Hacker News new | ask | show | jobs
by watwut 26 days ago
It will happen and it already started to happen. It started to happen even before LLM, when google started to hide smaller personal blogs in its search result. Expectation of the monetary reward has nothing to do with it, discoverability does. Culture of creating content does not exist when people cant see what others created and know no one will see what they created. A lot of smaller open source was monkey see monkey do thing - we have seen other open source projects and wanted something like that. Likewise with tutorials, we have seen other people write cool tutorials and felt like creating own and showing it out.

That is not the dynamic with LLM. You see LLM output, but original creator is hidden. And if you write your own, no one will find it. Worst, other people will tell you "LLM could have write it" in reaction ... so people wont bother.

> search engines copied and indexed web pages

Notably, search engines sent people toward web pages. And when search engines stopped doing that and started to copy content, those original pages started to die out.

> Printing presses copied manuscripts

Printing press made dissemination easier. It is an equivalent of early internet, not of LLM.

> open-source software was incorporated into commercial products

Commercial product using open source library had different user then the library it is using. And crucially, it is not hiding that library from the library user.

> Wikipedia repackaged knowledge produced elsewhere

Yes, and we collectively create less encyclopedias.
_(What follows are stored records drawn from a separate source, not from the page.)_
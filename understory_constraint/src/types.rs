// Copyright 2025 the Understory Authors
// SPDX-License-Identifier: Apache-2.0 OR MIT

//! Public vocabulary: attributes, relations, priorities, axes and item identifiers.

use core::fmt;

/// Identifier for a layout item (generational).
///
/// Removing an item bumps the generation stored in its slot, so any copy of
/// the old id is detected as stale in O(1).
#[derive(Copy, Clone, Debug, Eq, PartialEq, Hash, PartialOrd, Ord)]
pub struct ItemId(pub(crate) u32, pub(crate) u32);

impl ItemId {
    pub(crate) const fn new(idx: u32, generation: u32) -> Self {
        Self(idx, generation)
    }

    pub(crate) const fn idx(self) -> usize {
        self.0 as usize
    }
}

/// Layout axis.
#[derive(Copy, Clone, Debug, Eq, PartialEq, Hash)]
pub enum Axis {
    /// The x axis.
    Horizontal,
    /// The y axis.
    Vertical,
}

/// Horizontal reading direction used to resolve leading and trailing edges.
#[derive(Copy, Clone, Debug, Default, Eq, PartialEq, Hash)]
pub enum LayoutDirection {
    /// Leading is the left edge.
    #[default]
    LeftToRight,
    /// Leading is the right edge.
    RightToLeft,
}

/// A named scalar facet of an item's geometry.
#[derive(Copy, Clone, Debug, Eq, PartialEq, Hash)]
pub enum LayoutAttribute {
    /// Left edge.
    Left,
    /// Right edge.
    Right,
    /// Top edge.
    Top,
    /// Bottom edge.
    Bottom,
    /// Leading edge (left in left-to-right layouts).
    Leading,
    /// Trailing edge (right in left-to-right layouts).
    Trailing,
    /// Width.
    Width,
    /// Height.
    Height,
    /// Horizontal center.
    CenterX,
    /// Vertical center.
    CenterY,
    /// Text baseline, measured from the top edge.
    Baseline,
    /// Placeholder for the second attribute of a constant-only constraint.
    NotAnAttribute,
}

impl LayoutAttribute {
    /// The axis this attribute lives on, or `None` for [`LayoutAttribute::NotAnAttribute`].
    pub const fn axis(self) -> Option<Axis> {
        match self {
            Self::Left
            | Self::Right
            | Self::Leading
            | Self::Trailing
            | Self::Width
            | Self::CenterX => Some(Axis::Horizontal),
            Self::Top | Self::Bottom | Self::Height | Self::CenterY | Self::Baseline => {
                Some(Axis::Vertical)
            }
            Self::NotAnAttribute => None,
        }
    }

    /// Whether this is a size attribute (width or height).
    pub const fn is_size(self) -> bool {
        matches!(self, Self::Width | Self::Height)
    }

    /// Whether this is a location attribute (edge, center or baseline).
    pub const fn is_location(self) -> bool {
        !self.is_size() && !matches!(self, Self::NotAnAttribute)
    }

    /// Whether this attribute depends on the layout direction.
    pub const fn is_directional(self) -> bool {
        matches!(self, Self::Leading | Self::Trailing)
    }

    /// Whether this is an absolute left or right edge.
    pub const fn is_absolute_horizontal_edge(self) -> bool {
        matches!(self, Self::Left | Self::Right)
    }
}

/// Relation between the two sides of a constraint.
#[derive(Copy, Clone, Debug, Eq, PartialEq, Hash)]
pub enum Relation {
    /// `first <= second * multiplier + constant`
    LessOrEqual,
    /// `first == second * multiplier + constant`
    Equal,
    /// `first >= second * multiplier + constant`
    GreaterOrEqual,
}

impl fmt::Display for Relation {
    fn fmt(&self, f: &mut fmt::Formatter<'_>) -> fmt::Result {
        f.write_str(match self {
            Self::LessOrEqual => "<=",
            Self::Equal => "==",
            Self::GreaterOrEqual => ">=",
        })
    }
}

/// Constraint priority in `[0, 1000]`.
///
/// [`Priority::REQUIRED`] constraints must hold exactly. Anything lower is
/// optional: the solver minimizes its weighted violation instead.
#[derive(Copy, Clone, Debug, PartialEq, PartialOrd)]
pub struct Priority(f32);

impl Priority {
    /// Must hold exactly.
    pub const REQUIRED: Self = Self(1000.0);
    /// Default priority for compression resistance.
    pub const DEFAULT_HIGH: Self = Self(750.0);
    /// Default priority for content hugging.
    pub const DEFAULT_LOW: Self = Self(250.0);
    /// Priority used while measuring a fitting size.
    pub const FITTING_SIZE: Self = Self(50.0);

    /// Create a priority, clamping into `[0, 1000]`. NaN maps to zero.
    pub fn new(value: f32) -> Self {
        if value.is_nan() {
            return Self(0.0);
        }
        Self(value.clamp(0.0, 1000.0))
    }

    /// Raw value.
    pub const fn value(self) -> f32 {
        self.0
    }

    /// Whether this is [`Priority::REQUIRED`].
    pub fn is_required(self) -> bool {
        self.0 >= 1000.0
    }
}

impl Default for Priority {
    fn default() -> Self {
        Self::REQUIRED
    }
}

impl From<f32> for Priority {
    fn from(value: f32) -> Self {
        Self::new(value)
    }
}

/// A pair of values, one per axis.
#[derive(Copy, Clone, Debug, Default, PartialEq)]
pub struct PerAxis<T> {
    /// Value for [`Axis::Horizontal`].
    pub horizontal: T,
    /// Value for [`Axis::Vertical`].
    pub vertical: T,
}

impl<T: Copy> PerAxis<T> {
    /// Same value on both axes.
    pub const fn splat(value: T) -> Self {
        Self {
            horizontal: value,
            vertical: value,
        }
    }

    /// Value for `axis`.
    pub const fn get(&self, axis: Axis) -> T {
        match axis {
            Axis::Horizontal => self.horizontal,
            Axis::Vertical => self.vertical,
        }
    }

    /// Replace the value for `axis`.
    pub fn set(&mut self, axis: Axis, value: T) {
        match axis {
            Axis::Horizontal => self.horizontal = value,
            Axis::Vertical => self.vertical = value,
        }
    }
}

#[cfg(test)]
mod tests {
    use super::*;

    #[test]
    fn priority_clamps() {
        assert_eq!(Priority::new(2000.0), Priority::REQUIRED);
        assert_eq!(Priority::new(-3.0).value(), 0.0);
        assert_eq!(Priority::new(f32::NAN).value(), 0.0);
        assert!(Priority::REQUIRED.is_required());
        assert!(!Priority::DEFAULT_HIGH.is_required());
    }

    #[test]
    fn attribute_classification() {
        assert_eq!(LayoutAttribute::Baseline.axis(), Some(Axis::Vertical));
        assert_eq!(LayoutAttribute::Leading.axis(), Some(Axis::Horizontal));
        assert_eq!(LayoutAttribute::NotAnAttribute.axis(), None);
        assert!(LayoutAttribute::Width.is_size());
        assert!(LayoutAttribute::CenterY.is_location());
        assert!(!LayoutAttribute::NotAnAttribute.is_location());
        assert!(LayoutAttribute::Trailing.is_directional());
        assert!(LayoutAttribute::Right.is_absolute_horizontal_edge());
    }

    #[test]
    fn per_axis_access() {
        let mut p = PerAxis::splat(1);
        p.set(Axis::Vertical, 2);
        assert_eq!(p.get(Axis::Horizontal), 1);
        assert_eq!(p.get(Axis::Vertical), 2);
    }
}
They are not worth writing and checking for correctness anymore, so we don't do that all that much anymore.

1 comments

The centralized choke point of web search is getting relaxed now. Unlike search engines and social networks, you can download a LLM and run it. A small one, but capable of using a library of search stubs to directly fetch information from hubs, feeds and other search engines. You can own the agent who can solve the web search part for you.
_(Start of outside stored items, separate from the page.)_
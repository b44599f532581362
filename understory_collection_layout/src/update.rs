// Copyright 2025 the Understory Authors
// SPDX-License-Identifier: Apache-2.0 OR MIT

//! Batch updates and their resolution into an index-path mapping.

use alloc::vec::Vec;

use hashbrown::{HashMap, HashSet};

use crate::error::CollectionError;
use crate::types::{ElementKey, IndexPath, SectionCounts};

/// Kind of mutation in a batch update.
#[derive(Copy, Clone, Debug, PartialEq, Eq, Hash)]
pub enum UpdateAction {
    /// An element appears at `after`.
    Insert,
    /// The element at `before` goes away.
    Delete,
    /// The element at `before` is replaced by fresh content at the same logical position.
    Reload,
    /// The element at `before` ends up at `after`.
    Move,
    /// No change; ignored.
    None,
}

/// What an [`UpdateItem`] addresses.
#[derive(Copy, Clone, Debug, Default, PartialEq, Eq, Hash)]
pub enum UpdateScope {
    /// One item.
    #[default]
    Item,
    /// A whole section, with its items and its supplementary and decoration
    /// views. Only the `section` of the paths is read.
    Section,
}

/// One mutation in a batch update.
#[derive(Copy, Clone, Debug, PartialEq, Eq, Hash)]
pub struct UpdateItem {
    /// What happens.
    pub action: UpdateAction,
    /// Whether an item or a section is affected.
    pub scope: UpdateScope,
    /// Pre-update path; absent for inserts.
    pub before: Option<IndexPath>,
    /// Post-update path; absent for deletes.
    pub after: Option<IndexPath>,
}

impl UpdateItem {
    const fn new(
        action: UpdateAction,
        scope: UpdateScope,
        before: Option<IndexPath>,
        after: Option<IndexPath>,
    ) -> Self {
        Self {
            action,
            scope,
            before,
            after,
        }
    }

    const fn section_path(section: usize) -> Option<IndexPath> {
        Some(IndexPath::new(section, 0))
    }

    /// Insert at post-update `path`.
    #[must_use]
    pub const fn insert(path: IndexPath) -> Self {
        Self::new(UpdateAction::Insert, UpdateScope::Item, None, Some(path))
    }

    /// Delete pre-update `path`.
    #[must_use]
    pub const fn delete(path: IndexPath) -> Self {
        Self::new(UpdateAction::Delete, UpdateScope::Item, Some(path), None)
    }

    /// Reload pre-update `path`.
    #[must_use]
    pub const fn reload(path: IndexPath) -> Self {
        Self::new(UpdateAction::Reload, UpdateScope::Item, Some(path), None)
    }

    /// Move pre-update `from` to post-update `to`.
    #[must_use]
    pub const fn move_item(from: IndexPath, to: IndexPath) -> Self {
        Self::new(UpdateAction::Move, UpdateScope::Item, Some(from), Some(to))
    }

    /// Insert a whole section at post-update index `section`.
    #[must_use]
    pub const fn insert_section(section: usize) -> Self {
        Self::new(
            UpdateAction::Insert,
            UpdateScope::Section,
            None,
            Self::section_path(section),
        )
    }

    /// Delete pre-update section `section` and everything in it.
    #[must_use]
    pub const fn delete_section(section: usize) -> Self {
        Self::new(
            UpdateAction::Delete,
            UpdateScope::Section,
            Self::section_path(section),
            None,
        )
    }

    /// Reload pre-update section `section`: every element in it is replaced.
    #[must_use]
    pub const fn reload_section(section: usize) -> Self {
        Self::new(
            UpdateAction::Reload,
            UpdateScope::Section,
            Self::section_path(section),
            None,
        )
    }

    /// Move pre-update section `from`, items included, to post-update index `to`.
    #[must_use]
    pub const fn move_section(from: usize, to: usize) -> Self {
        Self::new(
            UpdateAction::Move,
            UpdateScope::Section,
            Self::section_path(from),
            Self::section_path(to),
        )
    }
}

/// Validated operations of one scope, before they are mapped.
#[derive(Debug)]
struct Ops<T> {
    deletes: HashSet<T>,
    inserts: HashSet<T>,
    moves: Vec<(T, T)>,
    reloads: Vec<T>,
}
impl<'a> Parser<'a> {
    fn new(src: &'a str, bindings: &'a FormatBindings<'a>) -> Self {
        Self {
            src,
            pos: 0,
            bindings,
        }
    }

    fn error(&self, kind: FormatErrorKind, span: Range<usize>) -> FormatParseError {
        FormatParseError::new(kind, self.src, span)
    }

    fn peek(&self) -> Option<u8> {
        self.src.as_bytes().get(self.pos).copied()
    }

    fn skip_ws(&mut self) {
        while self.peek().is_some_and(|b| b.is_ascii_whitespace()) {
            self.pos += 1;
        }
    }

    fn eat(&mut self, b: u8) -> bool {
        if self.peek() == Some(b) {
            self.pos += 1;
            true
        } else {
            false
        }
    }

    fn unexpected(&self) -> FormatParseError {
        match self.src[self.pos..].chars().next() {
            Some(c) => self.error(
                FormatErrorKind::UnexpectedCharacter(c),
                self.pos..self.pos + c.len_utf8(),
            ),
            None => self.error(FormatErrorKind::UnexpectedEnd, self.pos..self.pos),
        }
    }

    fn expect(&mut self, b: u8) -> Result<(), FormatParseError> {
        if self.eat(b) {
            Ok(())
        } else {
            Err(self.unexpected())
        }
    }

    fn parse(mut self) -> Result<Parsed, FormatParseError> {
        self.skip_ws();
        let axis = self.orientation()?;
        self.skip_ws();
        if self.peek().is_none() {
            return Err(self.error(FormatErrorKind::NoViews, 0..self.src.len()));
        }
        let leading = if self.eat(b'|') {
            Some(self.connection()?)
        } else {
            None
        };

        let mut views = Vec::new();
        let mut gaps = Vec::new();
        let mut trailing = None;
        loop {
            self.skip_ws();
            if views.is_empty() && self.peek().is_none() {
                return Err(self.error(FormatErrorKind::NoViews, 0..self.src.len()));
            }
            views.push(self.view()?);
            self.skip_ws();
            match self.peek() {
                None => break,
                Some(b'|') => {
                    self.pos += 1;
                    trailing = Some(Connection::Flush);
                    break;
                }
                Some(b'-') => {
                    let c = self.connection()?;
                    self.skip_ws();
                    if self.eat(b'|') {
                        trailing = Some(c);
                        break;
                    }
                    gaps.push(c);
                }
                Some(b'[') => gaps.push(Connection::Flush),
                Some(_) => return Err(self.unexpected()),
            }
        }
        self.skip_ws();
        if self.peek().is_some() {
            return Err(self.unexpected());
        }
        Ok(Parsed {
            axis,
            leading,
            views,
            gaps,
            trailing,
        })
    }

    fn orientation(&mut self) -> Result<Axis, FormatParseError> {
        let axis = match self.peek() {
            Some(b'H') => Axis::Horizontal,
            Some(b'V') => Axis::Vertical,
            _ => return Ok(Axis::Horizontal),
        };
        self.pos += 1;
        self.skip_ws();
        self.expect(b':')?;
        Ok(axis)
    }

    fn connection(&mut self) -> Result<Connection, FormatParseError> {
        self.skip_ws();
        if !self.eat(b'-') {
            return Ok(Connection::Flush);
        }
        self.skip_ws();
        let spacings = match self.peek() {
            Some(b'(') => {
                // Views were already rejected by `predicate`.
                self.predicate_list(true)?
                    .into_iter()
                    .filter_map(|p| match p.object {
                        Object::Constant(value) => Some(Spacing {
                            relation: p.relation,
                            value,
                            priority: p.priority,
                        }),
                        Object::View(_) => None,
                    })
                    .collect()
            }
            Some(b) if b.is_ascii_digit() || b == b'.' => {
                let value = self.number()?;
                alloc::vec![Spacing {
                    relation: Relation::Equal,
                    value,
                    priority: Priority::REQUIRED,
                }]
            }
            Some(b) if is_name_start(b) => {
                let start = self.pos;
                let name = self.name();
                let value = self.metric_value(name, start, true)?;
                alloc::vec![Spacing {
                    relation: Relation::Equal,
                    value,
                    priority: Priority::REQUIRED,
                }]
            }
            _ => return Ok(Connection::Standard),
        };
        self.skip_ws();
        self.expect(b'-')?;
        Ok(Connection::Explicit(spacings))
    }

    fn view(&mut self) -> Result<ViewSpec, FormatParseError> {
        let start = self.pos;
        self.expect(b'[')?;
        self.skip_ws();
        let name_start = self.pos;
        if !self.peek().is_some_and(is_name_start) {
            return Err(self.unexpected());
        }
        let name = self.name();
        let Some(&item) = self.bindings.views.get(name) else {
            return Err(self.error(FormatErrorKind::UnknownName, name_start..self.pos));
        };
        self.skip_ws();
        let predicates = if self.peek() == Some(b'(') {
            self.predicate_list(false)?
        } else {
            Vec::new()
        };
        self.skip_ws();
        self.expect(b']')?;
        Ok(ViewSpec {
            item,
            predicates,
            span: start..self.pos,
        })
    }

    fn predicate_list(
        &mut self,
        in_connection: bool,
    ) -> Result<Vec<Predicate>, FormatParseError> {
        self.expect(b'(')?;
        let mut out = Vec::new();
        loop {
            self.skip_ws();
            out.push(self.predicate(in_connection)?);
            self.skip_ws();
            if self.eat(b',') {
                continue;
            }
            self.expect(b')')?;
            return Ok(out);
        }
    }

    fn predicate(
        &mut self,
        in_connection: bool,
    ) -> Result<Predicate, FormatParseError> {
        let start = self.pos;
        let rest = &self.src.as_bytes()[self.pos..];
        let relation = match rest {
            [b'=', b'=', ..] => Some(Relation::Equal),
            [b'<', b'=', ..] => Some(Relation::LessOrEqual),
            [b'>', b'=', ..] => Some(Relation::GreaterOrEqual),
            _ => None,
        };
        if relation.is_some() {
            self.pos += 2;
        }
        self.skip_ws();
        let object = match self.peek() {
            Some(b) if is_number_start(b) => Object::Constant(self.number()?),
            Some(b) if is_name_start(b) => {
                let name_start = self.pos;
                let name = self.name();
                if let Some(&value) = self.bindings.metrics.get(name) {
                    Object::Constant(value)
                } else if let Some(&item) = self.bindings.views.get(name) {
                    if in_connection {
                        return Err(
                            self.error(FormatErrorKind::ViewInConnection, name_start..self.pos)
                        );
                    }
                    Object::View(item)
                } else {
                    return Err(self.error(FormatErrorKind::UnknownName, name_start..self.pos));
                }
            }
            Some(b'@' | b')' | b',') | None => {
                let end = (self.pos + 1).min(self.src.len());
                return Err(self.error(FormatErrorKind::MissingObject, start..end));
            }
            Some(_) => return Err(self.unexpected()),
        };
        self.skip_ws();
        let priority = if self.eat(b'@') {
            self.skip_ws();
            let p_start = self.pos;
            let value = match self.peek() {
                Some(b) if is_number_start(b) => self.number()?,
                Some(b) if is_name_start(b) => {
                    let name = self.name();
                    self.metric_value(name, p_start, false)?
                }
                _ => return Err(self.unexpected()),
            };
            if !(value > 0.0 && value <= 1000.0) {
                return Err(self.error(FormatErrorKind::InvalidPriority, p_start..self.pos));
            }
            #[allow(
                clippy::cast_possible_truncation,
                reason = "priorities live in [0, 1000] and are stored as f32."
            )]
            let p = Priority::new(value as f32);
            self.skip_ws();
            if self.peek() == Some(b'@') {
                return Err(self.error(FormatErrorKind::DuplicatePriority, self.pos..self.pos + 1));
            }
            p
        } else {
            Priority::REQUIRED
        };
        Ok(Predicate {
            relation: relation.unwrap_or(Relation::Equal),
            object,
            priority,
        })
    }

    fn name(&mut self) -> &'a str {
        let start = self.pos;
        while self.peek().is_some_and(is_name_continue) {
            self.pos += 1;
        }
        let src = self.src;
        &src[start..self.pos]
    }

    fn number(&mut self) -> Result<f64, FormatParseError> {
        let start = self.pos;
        if matches!(self.peek(), Some(b'-' | b'+')) {
            self.pos += 1;
        }
        while self.peek().is_some_and(|b| b.is_ascii_digit() || b == b'.') {
            self.pos += 1;
        }
        self.src[start..self.pos]
            .parse::<f64>()
            .ok()
            .filter(|v| v.is_finite())
            .ok_or_else(|| self.error(FormatErrorKind::InvalidNumber, start..self.pos))
    }

    fn metric_value(
        &self,
        name: &str,
        start: usize,
        in_connection: bool,
    ) -> Result<f64, FormatParseError> {
        if let Some(&v) = self.bindings.metrics.get(name) {
            return Ok(v);
        }
        let kind = if in_connection && self.bindings.views.contains_key(name) {
            FormatErrorKind::ViewInConnection
        } else {
            FormatErrorKind::UnknownName
        };
        Err(self.error(kind, start..self.pos))
    }
}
Imagine you have a 4B model and keep an equal size corpus of search stubs, small MD documents linking to hubs, feeds and search engines for millions of topics. You can use the LLM to read the stub and perform the search for you, all orchestrated locally, with greater privacy and independence. You can dis-intermediate the search chokepoint now. You can set the criteria for what to include, exclude, how to rank and present the results.
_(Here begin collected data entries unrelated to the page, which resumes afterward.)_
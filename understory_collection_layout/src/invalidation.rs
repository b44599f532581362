// Copyright 2025 the Understory Authors
// SPDX-License-Identifier: Apache-2.0 OR MIT

//! Invalidation contexts: what must be recomputed before the next query.

use bitflags::bitflags;
use hashbrown::HashSet;
use kurbo::{Size, Vec2};

use crate::types::ElementKey;

bitflags! {
    /// Scope of a pending recompute.
    #[derive(Copy, Clone, Debug, Default, PartialEq, Eq, Hash)]
    pub struct InvalidationFlags: u8 {
        /// Recompute everything, re-querying counts and delegate metrics.
        const EVERYTHING = 1 << 0;
        /// Data-source counts changed; re-query them and the delegate.
        const DATA_SOURCE_COUNTS = 1 << 1;
        /// Delegate metrics changed; re-query them with the cached counts.
        const DELEGATE_METRICS = 1 << 2;
        /// Positions changed. Alone with explicit keys, only those keys are stale.
        const LAYOUT_ATTRIBUTES = 1 << 3;
    }
}

/// Describes a pending recompute.
///
/// Contexts merge: flags and keys are unioned, adjustments are summed.
#[derive(Clone, Debug, Default, PartialEq)]
pub struct InvalidationContext {
    /// Scope of the recompute.
    pub flags: InvalidationFlags,
    keys: HashSet<ElementKey>,
    /// Added to the host's content offset after the recompute.
    pub content_offset_adjustment: Vec2,
    /// Added to the content size after the recompute.
    pub content_size_adjustment: Size,
}

impl InvalidationContext {
    /// An empty context.
    #[must_use]
    pub fn new() -> Self {
        Self::default()
    }

    /// Invalidate everything.
    #[must_use]
    pub fn everything() -> Self {
        Self::with_flags(InvalidationFlags::EVERYTHING)
    }

    /// Data-source counts changed.
    #[must_use]
    pub fn data_source_counts() -> Self {
        Self::with_flags(InvalidationFlags::DATA_SOURCE_COUNTS)
    }

    /// A context with the given flags.
    #[must_use]
    pub fn with_flags(flags: InvalidationFlags) -> Self {
        Self {
            flags,
            ..Self::default()
        }
    }

    /// Builder: add explicit keys. Implies [`InvalidationFlags::LAYOUT_ATTRIBUTES`].
    #[must_use]
    pub fn with_keys(mut self, keys: impl IntoIterator<Item = ElementKey>) -> Self {
        self.invalidate_keys(keys);
        self
    }

    /// Builder: add a content offset adjustment.
    #[must_use]
    pub fn with_offset_adjustment(mut self, delta: Vec2) -> Self {
        self.content_offset_adjustment += delta;
        self
    }

    /// Builder: add a content size adjustment.
    #[must_use]
    pub fn with_size_adjustment(mut self, delta: Size) -> Self {
        self.content_size_adjustment = self.content_size_adjustment + delta;
        self
    }

    /// Add explicit keys.
    pub fn invalidate_keys(&mut self, keys: impl IntoIterator<Item = ElementKey>) {
        self.keys.extend(keys);
        if !self.keys.is_empty() {
            self.flags |= InvalidationFlags::LAYOUT_ATTRIBUTES;
        }
    }

    /// Explicitly invalidated keys, in no particular order.
    pub fn invalidated_keys(&self) -> impl Iterator<Item = &ElementKey> + '_ {
        self.keys.iter()
    }

    /// Whether `key` is stale under this context.
    #[must_use]
    pub fn is_invalidated(&self, key: &ElementKey) -> bool {
        (!self.flags.is_empty() && !self.is_keys_only()) || self.keys.contains(key)
    }

    /// Whether the context invalidates everything.
    #[must_use]
    pub fn invalidates_everything(&self) -> bool {
        self.flags.contains(InvalidationFlags::EVERYTHING)
    }

    /// Whether counts must be re-queried.
    #[must_use]
    pub fn invalidates_data_source_counts(&self) -> bool {
        self.flags
            .intersects(InvalidationFlags::EVERYTHING | InvalidationFlags::DATA_SOURCE_COUNTS)
    }

    /// Whether delegate metrics must be re-queried.
    #[must_use]
    pub fn invalidates_delegate_metrics(&self) -> bool {
        self.flags.intersects(
            InvalidationFlags::EVERYTHING
                | InvalidationFlags::DATA_SOURCE_COUNTS
                | InvalidationFlags::DELEGATE_METRICS,
        )
    }

    /// Whether only the explicit keys are stale.
    #[must_use]
    pub fn is_keys_only(&self) -> bool {
        self.flags == InvalidationFlags::LAYOUT_ATTRIBUTES && !self.keys.is_empty()
    }

    /// Whether the context requests nothing at all.
    #[must_use]
    pub fn is_empty(&self) -> bool {
        self.flags.is_empty()
            && self.keys.is_empty()
            && self.content_offset_adjustment == Vec2::ZERO
            && self.content_size_adjustment == Size::ZERO
    }

    /// Fold `other` into `self`.
    pub fn merge(&mut self, other: Self) {
        self.flags |= other.flags;
        self.keys.extend(other.keys);
        self.content_offset_adjustment += other.content_offset_adjustment;
        self.content_size_adjustment = self.content_size_adjustment + other.content_size_adjustment;
    }
}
This works because good entry points for any topic change slowly over time. The construction of search stubs is trivial with existing AI agents, and can be shared as open source. A few GB for the model, a few for the search routing layer, and you got a sovereign local agent.

If this holds, access control shifts from whatever Google thinks maximizes profit to whatever the community thinks has value.

None of that will create a community of people sharing. You wont find what another guy wrote and he knows that no one will see it if he writes it.

But most crutially, what you described is not an actual thing people do.